EXERCISE DETAILS:
Look through the material below and copy every line containing the word "removed".

RECORD SET Start Marker

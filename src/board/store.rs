use std::sync::{Arc, Mutex};

use chrono::Utc;
use tokio::sync::broadcast;
use uuid::Uuid;

use super::api::RemoteApi;
use super::events::{StoreEvent, broadcast_event, event_channel};
use super::models::*;
use super::transitions::{self, Placement, Transition};
use crate::errors::BoardError;

/// Shared handle to the project collection.
///
/// Cloning the handle shares the same state. Every mutation takes the lock
/// exactly once, so a read-then-write never interleaves with another
/// mutation; the lock is never held across a network call. After the lock
/// is released the mutation is announced on the event channel.
///
/// Project edits and all task mutations are local to this process until a
/// caller explicitly pushes them with [`ProjectStore::persist_project`].
/// A later [`ProjectStore::load_projects`] replaces unpersisted edits with
/// the server's copy.
#[derive(Clone)]
pub struct ProjectStore {
    state: Arc<Mutex<Vec<Project>>>,
    events: broadcast::Sender<StoreEvent>,
    api: Arc<dyn RemoteApi>,
}

impl ProjectStore {
    pub fn new(api: Arc<dyn RemoteApi>) -> Self {
        Self::with_projects(api, Vec::new())
    }

    /// Seed the store with an initial project list.
    pub fn with_projects(api: Arc<dyn RemoteApi>, mut projects: Vec<Project>) -> Self {
        projects.iter_mut().for_each(Project::dedupe_members);
        Self {
            state: Arc::new(Mutex::new(projects)),
            events: event_channel(),
            api,
        }
    }

    pub fn subscribe(&self) -> broadcast::Receiver<StoreEvent> {
        self.events.subscribe()
    }

    fn with_state<R>(&self, f: impl FnOnce(&mut Vec<Project>) -> R) -> Result<R, BoardError> {
        let mut guard = self.state.lock().map_err(|_| BoardError::LockPoisoned)?;
        Ok(f(&mut guard))
    }

    fn with_project<R>(
        &self,
        project_id: &str,
        f: impl FnOnce(&mut Project) -> R,
    ) -> Result<Option<R>, BoardError> {
        self.with_state(|projects| projects.iter_mut().find(|p| p.id == project_id).map(f))
    }

    fn emit(&self, event: StoreEvent) {
        broadcast_event(&self.events, event);
    }

    // ── Reads ─────────────────────────────────────────────────────────

    pub fn projects(&self) -> Result<Vec<Project>, BoardError> {
        self.with_state(|projects| projects.clone())
    }

    pub fn project(&self, project_id: &str) -> Result<Option<Project>, BoardError> {
        self.with_state(|projects| projects.iter().find(|p| p.id == project_id).cloned())
    }

    pub fn task(&self, project_id: &str, task_id: &str) -> Result<Option<Task>, BoardError> {
        self.with_state(|projects| {
            projects
                .iter()
                .find(|p| p.id == project_id)
                .and_then(|p| p.task(task_id))
                .cloned()
        })
    }

    pub fn board(&self, project_id: &str) -> Result<Option<BoardView>, BoardError> {
        self.with_state(|projects| {
            projects
                .iter()
                .find(|p| p.id == project_id)
                .map(transitions::board_view)
        })
    }

    // ── Remote-backed operations ──────────────────────────────────────

    /// Replace local state with the server's project list.
    pub async fn load_projects(&self) -> Result<usize, BoardError> {
        let mut fetched = match self.api.fetch_projects().await {
            Ok(projects) => projects,
            Err(e) => {
                tracing::warn!(error = %e, "failed to fetch projects");
                return Err(e.into());
            }
        };
        fetched.iter_mut().for_each(Project::dedupe_members);
        let count = fetched.len();
        self.with_state(|projects| *projects = fetched)?;
        tracing::info!(count, "loaded projects from server");
        self.emit(StoreEvent::ProjectsLoaded { count });
        Ok(count)
    }

    /// Create a project on the server and append the server's copy locally.
    /// Nothing is inserted before the server answers, so a failure leaves
    /// the store untouched.
    pub async fn add_project(&self, mut new: NewProject) -> Result<Project, BoardError> {
        let name = new.name.trim();
        if name.is_empty() {
            return Err(BoardError::blank("name"));
        }
        new.name = name.to_string();
        new.description = new.description.filter(|d| !d.trim().is_empty());

        let mut project = match self.api.create_project(new).await {
            Ok(project) => project,
            Err(e) => {
                tracing::warn!(error = %e, "failed to create project");
                return Err(e.into());
            }
        };
        project.dedupe_members();

        let stored = project.clone();
        self.with_state(move |projects| {
            // A concurrent load may already have brought this project in.
            match projects.iter_mut().find(|p| p.id == stored.id) {
                Some(existing) => *existing = stored,
                None => projects.push(stored),
            }
        })?;
        tracing::info!(project_id = %project.id, name = %project.name, "created project");
        self.emit(StoreEvent::ProjectCreated {
            project: project.clone(),
        });
        Ok(project)
    }

    /// Push the local copy of a project to the server and adopt the
    /// server's answer. `Ok(None)` when the project is not known locally.
    pub async fn persist_project(&self, project_id: &str) -> Result<Option<Project>, BoardError> {
        let Some(local) = self.project(project_id)? else {
            return Ok(None);
        };
        let mut saved = match self.api.update_project(&local).await {
            Ok(project) => project,
            Err(e) => {
                tracing::warn!(project_id, error = %e, "failed to persist project");
                return Err(e.into());
            }
        };
        saved.dedupe_members();
        let stored = saved.clone();
        self.with_project(project_id, move |p| *p = stored)?;
        tracing::info!(project_id, "persisted project");
        self.emit(StoreEvent::ProjectPersisted {
            project_id: project_id.to_string(),
        });
        Ok(Some(saved))
    }

    /// Delete a project on the server, then drop it locally.
    pub async fn persist_project_deletion(&self, project_id: &str) -> Result<(), BoardError> {
        if let Err(e) = self.api.delete_project(project_id).await {
            tracing::warn!(project_id, error = %e, "failed to delete project on server");
            return Err(e.into());
        }
        tracing::info!(project_id, "deleted project on server");
        self.delete_project(project_id)?;
        Ok(())
    }

    // ── Local project mutations ───────────────────────────────────────

    pub fn update_project(
        &self,
        project_id: &str,
        patch: ProjectPatch,
    ) -> Result<Option<Project>, BoardError> {
        if patch.name.as_deref().is_some_and(|n| n.trim().is_empty()) {
            return Err(BoardError::blank("name"));
        }
        let updated = self.with_project(project_id, |p| {
            patch.apply(p);
            p.clone()
        })?;
        match &updated {
            Some(project) => {
                tracing::debug!(project_id, "updated project locally");
                self.emit(StoreEvent::ProjectUpdated {
                    project: project.clone(),
                });
            }
            None => tracing::debug!(project_id, "update_project: unknown project"),
        }
        Ok(updated)
    }

    /// Remove a project locally. Returns whether anything was removed.
    pub fn delete_project(&self, project_id: &str) -> Result<bool, BoardError> {
        let removed = self.with_state(|projects| {
            let before = projects.len();
            projects.retain(|p| p.id != project_id);
            projects.len() != before
        })?;
        if removed {
            tracing::debug!(project_id, "deleted project locally");
            self.emit(StoreEvent::ProjectDeleted {
                project_id: project_id.to_string(),
            });
        }
        Ok(removed)
    }

    // ── Local task mutations ──────────────────────────────────────────

    /// Append a task with a fresh id. The status defaults to `todo` when
    /// the caller leaves it unset.
    pub fn add_task(&self, project_id: &str, new: NewTask) -> Result<Option<Task>, BoardError> {
        if new.title.trim().is_empty() {
            return Err(BoardError::blank("title"));
        }
        if let Some(status) = &new.status {
            BoardError::check_status(status)?;
        }
        let created = self.with_project(project_id, |p| {
            let mut id = Uuid::new_v4().to_string();
            while p.task(&id).is_some() {
                id = Uuid::new_v4().to_string();
            }
            let task = Task::from_new(new, id, Utc::now());
            p.tasks.push(task.clone());
            task
        })?;
        match &created {
            Some(task) => {
                tracing::debug!(project_id, task_id = %task.id, status = %task.status, "added task");
                self.emit(StoreEvent::TaskCreated {
                    project_id: project_id.to_string(),
                    task: task.clone(),
                });
            }
            None => tracing::debug!(project_id, "add_task: unknown project"),
        }
        Ok(created)
    }

    /// Merge `patch` into a task. Unknown project or task ids are a silent
    /// no-op (`Ok(None)`).
    pub fn update_task(
        &self,
        project_id: &str,
        task_id: &str,
        patch: TaskPatch,
    ) -> Result<Option<Task>, BoardError> {
        if patch.title.as_deref().is_some_and(|t| t.trim().is_empty()) {
            return Err(BoardError::blank("title"));
        }
        if let Some(status) = &patch.status {
            BoardError::check_status(status)?;
        }
        let updated = self
            .with_project(project_id, |p| {
                p.task_mut(task_id).map(|task| {
                    patch.apply(task);
                    task.clone()
                })
            })?
            .flatten();
        if let Some(task) = &updated {
            if !patch.is_empty() {
                tracing::debug!(project_id, task_id, "updated task");
                self.emit(StoreEvent::TaskUpdated {
                    project_id: project_id.to_string(),
                    task: task.clone(),
                });
            }
        }
        Ok(updated)
    }

    /// Remove a task. Idempotent; returns whether anything was removed.
    pub fn delete_task(&self, project_id: &str, task_id: &str) -> Result<bool, BoardError> {
        let removed = self
            .with_project(project_id, |p| {
                let before = p.tasks.len();
                p.tasks.retain(|t| t.id != task_id);
                p.tasks.len() != before
            })?
            .unwrap_or(false);
        if removed {
            tracing::debug!(project_id, task_id, "deleted task");
            self.emit(StoreEvent::TaskDeleted {
                project_id: project_id.to_string(),
                task_id: task_id.to_string(),
            });
        }
        Ok(removed)
    }

    /// Set a task's status and nothing else. Any column may move to any
    /// other; a status outside the board columns is rejected.
    pub fn move_task_to_status(
        &self,
        project_id: &str,
        task_id: &str,
        status: TaskStatus,
    ) -> Result<Option<Transition>, BoardError> {
        BoardError::check_status(&status)?;
        let transition = self
            .with_project(project_id, |p| {
                p.task_mut(task_id).map(|task| {
                    let transition = transitions::plan_transition(task, status);
                    task.status = transition.to.clone();
                    transition
                })
            })?
            .flatten();
        if let Some(t) = &transition {
            if !t.is_noop() {
                tracing::debug!(project_id, task_id, from = %t.from, to = %t.to, "moved task");
                self.emit(StoreEvent::TaskMoved {
                    project_id: project_id.to_string(),
                    task_id: task_id.to_string(),
                    from: t.from.clone(),
                    to: t.to.clone(),
                });
            }
        }
        Ok(transition)
    }

    /// Move the task at `source_index` to `destination_index`. Both indices
    /// address the project's full task array, not a status column; use
    /// [`transitions::column_to_global_index`] or
    /// [`ProjectStore::reorder_task`] when starting from a column position.
    pub fn reorder_tasks(
        &self,
        project_id: &str,
        source_index: usize,
        destination_index: usize,
    ) -> Result<bool, BoardError> {
        let moved = self
            .with_project(project_id, |p| {
                transitions::move_index(&mut p.tasks, source_index, destination_index)
            })?
            .unwrap_or(false);
        if moved {
            self.emit_reordered(project_id, source_index, destination_index);
        }
        Ok(moved)
    }

    /// Identity-based reorder: place `task_id` relative to another task.
    pub fn reorder_task(
        &self,
        project_id: &str,
        task_id: &str,
        placement: &Placement,
    ) -> Result<bool, BoardError> {
        let moved = self
            .with_project(project_id, |p| {
                transitions::resolve_placement(&p.tasks, task_id, placement).filter(
                    |&(from, to)| transitions::move_index(&mut p.tasks, from, to),
                )
            })?
            .flatten();
        match moved {
            Some((from, to)) => {
                self.emit_reordered(project_id, from, to);
                Ok(true)
            }
            None => Ok(false),
        }
    }

    /// Move `task_id` to `destination_index` within its current status
    /// column, leaving tasks of other columns where they are. Resolution
    /// and the move happen under one lock.
    pub fn reorder_within_column(
        &self,
        project_id: &str,
        task_id: &str,
        destination_index: usize,
    ) -> Result<bool, BoardError> {
        let moved = self
            .with_project(project_id, |p| {
                let status = p.task(task_id)?.status.clone();
                let placement =
                    transitions::column_placement(&p.tasks, task_id, &status, destination_index)?;
                transitions::resolve_placement(&p.tasks, task_id, &placement)
                    .filter(|&(from, to)| transitions::move_index(&mut p.tasks, from, to))
            })?
            .flatten();
        match moved {
            Some((from, to)) => {
                self.emit_reordered(project_id, from, to);
                Ok(true)
            }
            None => Ok(false),
        }
    }

    fn emit_reordered(&self, project_id: &str, from_index: usize, to_index: usize) {
        tracing::debug!(project_id, from_index, to_index, "reordered tasks");
        self.emit(StoreEvent::TasksReordered {
            project_id: project_id.to_string(),
            from_index,
            to_index,
        });
    }
}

RECORD SET End Marker

PROBLEM SOLUTION:
    /// Remove a project locally. Returns whether anything was removed.
        let removed = self.with_state(|projects| {
        if removed {
        Ok(removed)
    /// Remove a task. Idempotent; returns whether anything was removed.
        let removed = self
        if removed {
        Ok(removed)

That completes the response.